That sort of magnanimity . . . made no sense to Rhavas. Were he ecumenical
patriarch and Sozomenos his theological rival, he would have done everything
he could to destroy the other man. Did Stylianos'
soldiers have orders to arrest any priest caught trying to sneak out of the
city? Rhavas wouldn't have been surprised.
"What was it, holy sir?" Lardys asked. "What was that all about?"

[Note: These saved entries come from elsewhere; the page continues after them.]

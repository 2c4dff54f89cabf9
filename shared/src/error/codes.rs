//! Unified error codes for the hotel back office
//!
//! Error codes are organized by category:
//! - 0xxx: General errors
//! - 1xxx: Employee errors
//! - 2xxx: Guest errors
//! - 3xxx: Room errors
//! - 4xxx: Booking errors
//! - 5xxx: Payment errors
//! - 6xxx: Service errors
//! - 9xxx: System errors

use serde::{Deserialize, Serialize};
use std::fmt;

/// Unified error code enum
///
/// All error codes are represented as u16 values so the admin console can
/// match on them without parsing messages.
#[derive(Debug, Clone, Copy, PartialEq, Eq, Hash, Serialize, Deserialize)]
#[serde(into = "u16", try_from = "u16")]
#[repr(u16)]
pub enum ErrorCode {
    // ==================== 0xxx: General ====================
    /// Validation failed
    ValidationFailed = 2,
    /// Resource not found
    NotFound = 3,
    /// Resource already exists
    AlreadyExists = 4,
    /// Required field missing
    RequiredField = 7,
    /// Row is still referenced by another row (protect-on-delete)
    ReferencedRecord = 9,
    /// Foreign key points to a row that does not exist
    InvalidReference = 10,

    // ==================== 1xxx: Employee ====================
    /// Employee not found
    EmployeeNotFound = 1001,
    /// Username already taken
    EmployeeUsernameExists = 1002,
    /// Admin model already registered
    ModelAlreadyRegistered = 1101,
    /// Admin model not registered
    ModelNotRegistered = 1102,

    // ==================== 2xxx: Guest ====================
    /// Guest not found
    GuestNotFound = 2001,
    /// Passport number already registered
    GuestPassportExists = 2002,
    /// Guest still has bookings
    GuestHasBookings = 2003,

    // ==================== 3xxx: Room ====================
    /// Room not found
    RoomNotFound = 3001,
    /// Room number already exists
    RoomNumberExists = 3002,
    /// Room still has bookings
    RoomHasBookings = 3003,
    /// Room type not found
    RoomTypeNotFound = 3101,
    /// Room type still has rooms
    RoomTypeInUse = 3102,

    // ==================== 4xxx: Booking ====================
    /// Booking not found
    BookingNotFound = 4001,
    /// Booking still has payments
    BookingHasPayments = 4002,
    /// Guest service line not found
    GuestServiceNotFound = 4101,

    // ==================== 5xxx: Payment ====================
    /// Payment not found
    PaymentNotFound = 5001,

    // ==================== 6xxx: Service ====================
    /// Service not found
    ServiceNotFound = 6001,
    /// Service still referenced by guest service lines
    ServiceInUse = 6002,

    // ==================== 9xxx: System ====================
    /// Database error
    DatabaseError = 9002,
    /// Configuration error
    ConfigError = 9005,
    /// Migration failed
    MigrationFailed = 9006,
}

impl ErrorCode {
    /// Get the numeric code value
    #[inline]
    pub const fn code(&self) -> u16 {
        *self as u16
    }

    /// Get the developer-facing English message for this error code
    pub const fn message(&self) -> &'static str {
        match self {
            // General
            ErrorCode::ValidationFailed => "Validation failed",
            ErrorCode::NotFound => "Resource not found",
            ErrorCode::AlreadyExists => "Resource already exists",
            ErrorCode::RequiredField => "Required field is missing",
            ErrorCode::ReferencedRecord => "Record is referenced by other records",
            ErrorCode::InvalidReference => "Referenced record does not exist",

            // Employee
            ErrorCode::EmployeeNotFound => "Employee not found",
            ErrorCode::EmployeeUsernameExists => "Employee username already exists",
            ErrorCode::ModelAlreadyRegistered => "Model is already registered",
            ErrorCode::ModelNotRegistered => "Model is not registered",

            // Guest
            ErrorCode::GuestNotFound => "Guest not found",
            ErrorCode::GuestPassportExists => "Passport number already registered",
            ErrorCode::GuestHasBookings => "Guest has bookings",

            // Room
            ErrorCode::RoomNotFound => "Room not found",
            ErrorCode::RoomNumberExists => "Room number already exists",
            ErrorCode::RoomHasBookings => "Room has bookings",
            ErrorCode::RoomTypeNotFound => "Room type not found",
            ErrorCode::RoomTypeInUse => "Room type is used by rooms",

            // Booking
            ErrorCode::BookingNotFound => "Booking not found",
            ErrorCode::BookingHasPayments => "Booking has payments",
            ErrorCode::GuestServiceNotFound => "Guest service not found",

            // Payment
            ErrorCode::PaymentNotFound => "Payment not found",

            // Service
            ErrorCode::ServiceNotFound => "Service not found",
            ErrorCode::ServiceInUse => "Service is used by guest services",

            // System
            ErrorCode::DatabaseError => "Database error",
            ErrorCode::ConfigError => "Configuration error",
            ErrorCode::MigrationFailed => "Database migration failed",
        }
    }
}

impl fmt::Display for ErrorCode {
    fn fmt(&self, f: &mut fmt::Formatter<'_>) -> fmt::Result {
        write!(f, "{}", self.code())
    }
}

impl From<ErrorCode> for u16 {
    #[inline]
    fn from(code: ErrorCode) -> Self {
        code.code()
    }
}

/// Error when converting from an invalid u16 to ErrorCode
#[derive(Debug, Clone, Copy, PartialEq, Eq)]
pub struct InvalidErrorCode(pub u16);

impl fmt::Display for InvalidErrorCode {
    fn fmt(&self, f: &mut fmt::Formatter<'_>) -> fmt::Result {
        write!(f, "invalid error code: {}", self.0)
    }
}

impl std::error::Error for InvalidErrorCode {}

impl TryFrom<u16> for ErrorCode {
    type Error = InvalidErrorCode;

    fn try_from(value: u16) -> Result<Self, Self::Error> {
        match value {
            // General
            2 => Ok(ErrorCode::ValidationFailed),
            3 => Ok(ErrorCode::NotFound),
            4 => Ok(ErrorCode::AlreadyExists),
            7 => Ok(ErrorCode::RequiredField),
            9 => Ok(ErrorCode::ReferencedRecord),
            10 => Ok(ErrorCode::InvalidReference),

            // Employee
            1001 => Ok(ErrorCode::EmployeeNotFound),
            1002 => Ok(ErrorCode::EmployeeUsernameExists),
            1101 => Ok(ErrorCode::ModelAlreadyRegistered),
            1102 => Ok(ErrorCode::ModelNotRegistered),

            // Guest
            2001 => Ok(ErrorCode::GuestNotFound),
            2002 => Ok(ErrorCode::GuestPassportExists),
            2003 => Ok(ErrorCode::GuestHasBookings),

            // Room
            3001 => Ok(ErrorCode::RoomNotFound),
            3002 => Ok(ErrorCode::RoomNumberExists),
            3003 => Ok(ErrorCode::RoomHasBookings),
            3101 => Ok(ErrorCode::RoomTypeNotFound),
            3102 => Ok(ErrorCode::RoomTypeInUse),

            // Booking
            4001 => Ok(ErrorCode::BookingNotFound),
            4002 => Ok(ErrorCode::BookingHasPayments),
            4101 => Ok(ErrorCode::GuestServiceNotFound),

            // Payment
            5001 => Ok(ErrorCode::PaymentNotFound),

            // Service
            6001 => Ok(ErrorCode::ServiceNotFound),
            6002 => Ok(ErrorCode::ServiceInUse),

            // System
            9002 => Ok(ErrorCode::DatabaseError),
            9005 => Ok(ErrorCode::ConfigError),
            9006 => Ok(ErrorCode::MigrationFailed),

            _ => Err(InvalidErrorCode(value)),
        }
    }
}

#[cfg(test)]
mod tests {
    use super::*;

    #[test]
    fn test_error_code_values() {
        assert_eq!(ErrorCode::ReferencedRecord.code(), 9);
        assert_eq!(ErrorCode::EmployeeUsernameExists.code(), 1002);
        assert_eq!(ErrorCode::GuestPassportExists.code(), 2002);
        assert_eq!(ErrorCode::RoomNumberExists.code(), 3002);
        assert_eq!(ErrorCode::RoomTypeInUse.code(), 3102);
        assert_eq!(ErrorCode::BookingHasPayments.code(), 4002);
        assert_eq!(ErrorCode::PaymentNotFound.code(), 5001);
        assert_eq!(ErrorCode::ServiceInUse.code(), 6002);
        assert_eq!(ErrorCode::DatabaseError.code(), 9002);
    }

    #[test]
    fn test_try_from_valid() {
        assert_eq!(ErrorCode::try_from(2002), Ok(ErrorCode::GuestPassportExists));
        assert_eq!(ErrorCode::try_from(3102), Ok(ErrorCode::RoomTypeInUse));
        assert_eq!(ErrorCode::try_from(9006), Ok(ErrorCode::MigrationFailed));
    }

    #[test]
    fn test_try_from_invalid() {
        assert_eq!(ErrorCode::try_from(1), Err(InvalidErrorCode(1)));
        assert_eq!(ErrorCode::try_from(999), Err(InvalidErrorCode(999)));
        assert_eq!(ErrorCode::try_from(7001), Err(InvalidErrorCode(7001)));
    }

    #[test]
    fn test_serialize_as_number() {
        let json = serde_json::to_string(&ErrorCode::RoomNumberExists).unwrap();
        assert_eq!(json, "3002");

        let code: ErrorCode = serde_json::from_str("4002").unwrap();
        assert_eq!(code, ErrorCode::BookingHasPayments);

        let result: Result<ErrorCode, _> = serde_json::from_str("12345");
        assert!(result.is_err());
    }

    #[test]
    fn test_display_and_message() {
        assert_eq!(format!("{}", ErrorCode::GuestNotFound), "2001");
        assert_eq!(ErrorCode::GuestNotFound.message(), "Guest not found");
        assert_eq!(
            format!("{}", InvalidErrorCode(42)),
            "invalid error code: 42"
        );
    }
}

"Nothing," Rhavas answered. "Nothing at all."
* * *
In due course, the synod reconvened. The soldiers outside the High Temple eyed
Rhavas with mixed scorn and caution. The caution won: none of them had the
nerve to mock. The story of what had happened to Arkadios plainly had lost
nothing in the telling. Who would want to take a chance that the same thing
might happen to him?
Priests and prelates drew aside from Rhavas when he walked into the High
Temple. Yes, he might have been carrying some loathsome disease.
And so I am
, he thought.
The truth. There are none so deaf as those who will not hear
. And, now, he also carried the wrong blood in his veins, which only made
things worse.
Sozomenos stood there talking with a couple of ecclesiastics. He broke away
from them as soon as he saw Rhavas. "Very holy sir!" the patriarch called,
hurrying toward him. "Did you not get my letter?" His face was a mask of
distress.
"I got it," Rhavas said coolly.
"Then why did you not heed it?"
Rhavas looked at him looked through him. "I think that should be plain enough,
most holy sir."
"No." Sozomenos shook his head. "No, it is not plain at all. Unless " He broke
off, bowed his head, and covered his face with his hands. When he looked up
again, tears glinted in his eyes. "I did not I
truly did not believe the dark god had taken up residence in your heart, to
make you mistrust those who would be your friend even if they think you
mistaken." When he spat in rejection of Skotos, it was with obvious sorrow.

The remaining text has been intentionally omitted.